Um caseiro empreendedor

Um caseiro empreendedor

maria da graça almeida

Não sei se por vingança, ou desgosto, hoje amanheci com vontade de tornar pública a genialidade do meu caseiro.

Talvez, a primeira hipótese seja a verdadeira, uma vez que ele,

dormindo tranqüilamente, não ouviu o alvoroço dos cachorros,

quando os ladrões entraram na chácara e levaram-me todos

os aparelhos que proporcionavam o lazer e a comodidade familiar.

Chegado o Natal, resolvemos presenteá-lo com uma televisão colorida e grande, para fazer-lhe as noites maiores e mais agradáveis.

E tudo o que conseguimos foi o aborrecimento de um funcionário

que logo ao amanhecer postava-se diante dela,

enquanto a tiririca pululava sobre o gramado infeliz.

Se apenas isso não bastasse, num dos fins de semana,

tão logo desci do carro, lá veio ele correndo a gabar-se da grande façanha:

- Troquei a televisão!

Virei-me surpresa, mas confesso que senti um certo alívio:

- Trocou?

- Negocião! Dei a televisão e mais nada e peguei um par de "faror de mia!”

- Farol de milha?- balbuciei perplexa - Você nem sequer tem bicicleta!

- É, mas não podia perder a ocasião. O "faror" é dos "bão"! "Quaji" novo!

Não disse eu mais nada e entrei em casa, nem sei se com pena ou raiva do pobre diabo.

No ano seguinte, nascia-lhe a filha e ele andava alucinado por uma máquina fotográfica.

Resolvi dar-lhe a mãozinha! Procurei uma que fosse de revelação instantânea.

Com isso poderia garantir-lhe a satisfação imediata, apesar de saber o filme bem mais caro do que os comuns, no entanto, como eu mesma os compraria...

Quando da entrega do presente, fiquei feliz com a alegria do homem.

Valeu a pena! – constatei, imediatamente-·

Expliquei-lhe direitinho, com muita paciência, como deveria usá-la e ele saiu eufórico para mostrar o presente à mulher.

No final da tarde, começando a escurecer, Juvenal - é o homem -desceu até minha casa já com as fotos às mãos.

Pensei avistar a família ali retratada, ou, pelo menos em várias poses, a caçula e tudo o que vi: cadeira, mesa, chaleira, porta fechada.

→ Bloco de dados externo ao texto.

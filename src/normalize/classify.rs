// src/normalize/classify.rs
//! Type classification against a closed catalog.
//!
//! Every pipeline owns a fixed list of category labels with stable integer
//! codes. Matching is exact on a normalized form, never by substring, so a
//! new category appearing in a report can only ever be skipped, not silently
//! folded into an existing code.

use std::collections::BTreeMap;

use chrono::{NaiveDate, NaiveDateTime};
use once_cell::sync::Lazy;
use regex::Regex;

use super::{round2, CanonicalRecord, PeriodKind};

static WHITESPACE_RE: Lazy<Regex> = Lazy::new(|| Regex::new(r"\s+").expect("whitespace regex"));
static ORDINAL_RE: Lazy<Regex> =
    Lazy::new(|| Regex::new(r"^\d+\.\s*").expect("ordinal prefix regex"));

/// Normalize a label for comparison: collapse whitespace runs to one space,
/// strip a leading `"<digits>. "` enumeration prefix, case-fold. The reports
/// renumber their row lists between editions, so the enumeration prefix
/// carries no meaning.
pub fn normalize_label(raw: &str) -> String {
    let collapsed = WHITESPACE_RE.replace_all(raw.trim(), " ");
    let stripped = ORDINAL_RE.replace(&collapsed, "");
    stripped.to_lowercase()
}

/// Which of the paired value columns an entry reads, in layouts that split a
/// category into national/foreign currency columns. Also selects which
/// average rate attaches to the record.
#[derive(Debug, Clone, Copy, PartialEq, Eq)]
pub enum Currency {
    National,
    Foreign,
}

/// One entry of a pipeline's catalog.
#[derive(Debug, Clone)]
pub struct CatalogEntry {
    /// Source label this entry matches, compared after normalization.
    pub label: &'static str,
    /// Stable type code stored in the warehouse.
    pub code: i32,
    /// Canonical description stored alongside the code; the raw sheet text
    /// never reaches the warehouse.
    pub description: &'static str,
    /// Set where the layout distinguishes currency by column position.
    pub currency: Option<Currency>,
}

/// How the synthetic total sums the classified records of a period.
#[derive(Debug, Clone, Copy)]
pub enum TotalBasis {
    /// Every non-total record of the period.
    AllClassified,
    /// Only the named codes. Used where the catalog itself contains
    /// subtotals whose sum would double-count the detail rows.
    Codes(&'static [i32]),
}

/// The reserved, always computed total pseudo-category.
#[derive(Debug, Clone)]
pub struct TotalSpec {
    pub code: i32,
    pub description: &'static str,
    pub basis: TotalBasis,
}

/// Closed catalog of the types one pipeline may produce.
#[derive(Debug, Clone)]
pub struct TypeCatalog {
    entries: Vec<CatalogEntry>,
    normalized: Vec<String>,
    total: Option<TotalSpec>,
}

impl TypeCatalog {
    pub fn new(entries: Vec<CatalogEntry>, total: Option<TotalSpec>) -> Self {
        let normalized = entries
            .iter()
            .map(|entry| normalize_label(entry.label))
            .collect();
        TypeCatalog {
            entries,
            normalized,
            total,
        }
    }

    /// Classify a raw source label. Exact match on the normalized form;
    /// `None` means "not in this pipeline's catalog" and the caller skips
    /// the observation. Where two entries share a label (currency-split
    /// layouts), the first one wins; such catalogs are driven through
    /// `entries()` instead.
    pub fn classify(&self, raw: &str) -> Option<&CatalogEntry> {
        let needle = normalize_label(raw);
        self.normalized
            .iter()
            .position(|normalized| *normalized == needle)
            .map(|index| &self.entries[index])
    }

    pub fn entries(&self) -> &[CatalogEntry] {
        &self.entries
    }

    pub fn total(&self) -> Option<&TotalSpec> {
        self.total.as_ref()
    }
}

/// Compute the synthetic per-period total records from already classified
/// monthly records. The total is always derived, never read off the sheet;
/// periods with no contributing records produce no total at all.
pub fn synthesize_totals(records: &[CanonicalRecord], total: &TotalSpec) -> Vec<CanonicalRecord> {
    let mut sums: BTreeMap<NaiveDate, f64> = BTreeMap::new();
    let mut stamp: Option<(NaiveDateTime, i64)> = None;

    for record in records {
        if record.period_kind != PeriodKind::Month || record.type_code == total.code {
            continue;
        }
        let counted = match total.basis {
            TotalBasis::AllClassified => true,
            TotalBasis::Codes(codes) => codes.contains(&record.type_code),
        };
        if counted {
            *sums.entry(record.period).or_insert(0.0) += record.value;
            stamp.get_or_insert((record.load_date, record.package_id));
        }
    }

    let Some((load_date, package_id)) = stamp else {
        return Vec::new();
    };
    sums.into_iter()
        .map(|(period, value)| CanonicalRecord {
            load_date,
            package_id,
            type_code: total.code,
            type_description: total.description.to_string(),
            value: round2(value),
            rate: None,
            period,
            period_kind: PeriodKind::Month,
        })
        .collect()
}

#[cfg(test)]
mod tests {
    use super::*;

    fn catalog() -> TypeCatalog {
        TypeCatalog::new(
            vec![
                CatalogEntry {
                    label: "2. Обрабатывающая промышленность",
                    code: 1,
                    description: "Обрабатывающая промышленность",
                    currency: None,
                },
                CatalogEntry {
                    label: "Транспорт и складирование",
                    code: 3,
                    description: "Транспорт и складирование",
                    currency: None,
                },
            ],
            None,
        )
    }

    fn record(code: i32, period: NaiveDate, value: f64) -> CanonicalRecord {
        CanonicalRecord {
            load_date: NaiveDate::from_ymd_opt(2024, 5, 1)
                .unwrap()
                .and_hms_opt(9, 0, 0)
                .unwrap(),
            package_id: 3,
            type_code: code,
            type_description: format!("type {code}"),
            value,
            rate: None,
            period,
            period_kind: PeriodKind::Month,
        }
    }

    #[test]
    fn normalization_collapses_whitespace_and_prefix() {
        assert_eq!(
            normalize_label("  2.   Обрабатывающая\n промышленность "),
            "обрабатывающая промышленность"
        );
        assert_eq!(normalize_label("Транспорт и складирование"), "транспорт и складирование");
    }

    #[test]
    fn classification_survives_renormalization() {
        let catalog = catalog();
        let raw = "2. Обрабатывающая  промышленность";
        let direct = catalog.classify(raw).map(|e| e.code);
        let renormalized = catalog.classify(&normalize_label(raw)).map(|e| e.code);
        assert_eq!(direct, Some(1));
        assert_eq!(direct, renormalized);
    }

    #[test]
    fn matching_is_exact_not_substring() {
        let catalog = catalog();
        assert!(catalog.classify("Обрабатывающая").is_none());
        assert!(catalog.classify("Транспорт и складирование грузов").is_none());
        assert_eq!(catalog.classify("транспорт И складирование").map(|e| e.code), Some(3));
    }

    #[test]
    fn totals_sum_each_period_separately() {
        let jan = NaiveDate::from_ymd_opt(2024, 1, 31).unwrap();
        let feb = NaiveDate::from_ymd_opt(2024, 2, 29).unwrap();
        let total = TotalSpec {
            code: 1,
            description: "Всего",
            basis: TotalBasis::AllClassified,
        };
        let records = vec![
            record(2, jan, 100.0),
            record(3, jan, 50.5),
            record(2, feb, 10.0),
        ];
        let totals = synthesize_totals(&records, &total);
        assert_eq!(totals.len(), 2);
        assert_eq!(totals[0].period, jan);
        assert_eq!(totals[0].value, 150.5);
        assert_eq!(totals[0].type_code, 1);
        assert_eq!(totals[0].type_description, "Всего");
        assert_eq!(totals[1].period, feb);
        assert_eq!(totals[1].value, 10.0);
    }

    #[test]
    fn code_basis_skips_everything_else() {
        let jan = NaiveDate::from_ymd_opt(2024, 1, 31).unwrap();
        let total = TotalSpec {
            code: 1,
            description: "Всего",
            basis: TotalBasis::Codes(&[2, 3]),
        };
        let records = vec![
            record(2, jan, 100.0),
            record(3, jan, 40.0),
            record(4, jan, 999.0),
            record(9, jan, 999.0),
        ];
        let totals = synthesize_totals(&records, &total);
        assert_eq!(totals.len(), 1);
        assert_eq!(totals[0].value, 140.0);
    }

    #[test]
    fn existing_totals_and_yearly_rows_do_not_feed_the_sum() {
        let jan = NaiveDate::from_ymd_opt(2024, 1, 31).unwrap();
        let total = TotalSpec {
            code: 1,
            description: "Всего",
            basis: TotalBasis::AllClassified,
        };
        let mut yearly = record(2, NaiveDate::from_ymd_opt(2024, 12, 31).unwrap(), 500.0);
        yearly.period_kind = PeriodKind::Year;
        let records = vec![record(1, jan, 77.0), yearly, record(2, jan, 5.0)];
        let totals = synthesize_totals(&records, &total);
        assert_eq!(totals.len(), 1);
        assert_eq!(totals[0].value, 5.0);
    }

    #[test]
    fn no_contributions_no_total() {
        let total = TotalSpec {
            code: 1,
            description: "Всего",
            basis: TotalBasis::Codes(&[2]),
        };
        assert!(synthesize_totals(&[], &total).is_empty());
        let jan = NaiveDate::from_ymd_opt(2024, 1, 31).unwrap();
        assert!(synthesize_totals(&[record(7, jan, 1.0)], &total).is_empty());
    }
}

Ainda tentei olhá-las sob diferentes ângulos para, quem sabe, descobrir algum talento adormecido, ou reconhecer do homem o desejo inconsciente de ver algo além do nada...Mas, nada... Só o que vi mesmo: mesa, cadeira, chaleira e porta que se aberta, ainda teria eu a oportunidade de divagar, definindo-a como uma forma de ampliar o horizonte.

Passada a surpresa, meio sem graça, devolvi-lhe o produto da inabilidade, recomendando:

- Da próxima vez, fotografe a família...- com isso pensei estar encerrando o caso máquina.

Engano!

Num outro final de semana, ao chegar, lá vem ele de novo, rapidamente:

- Não tenho mais a máquina!

Ainda dentro do carro , perguntei-lhe:

- O que foi feito dela?

- Troquei! Negocião!

Desci desanimada:

- Desta vez, qual foi?

Sem responder, saiu correndo e voltou ofegante, com um controle remoto à mão.

Suspirei aliviada! Para eles, melhor uma televisão do que a máquina para fotografar portas e pés de mesa, ainda que prejudicadas as tarefas diárias.

Examinei o controle e ao devolver, perguntei-lhe:

-É boa a televisão?

-Não sei! Só tenho o controle!

- Como? E a televisão?- perguntei-lhe visivelmente irritada-

- Acha que “dava” pra trocar a máquina de retrato por uma televisão e mais um controle novinho feito "esse"?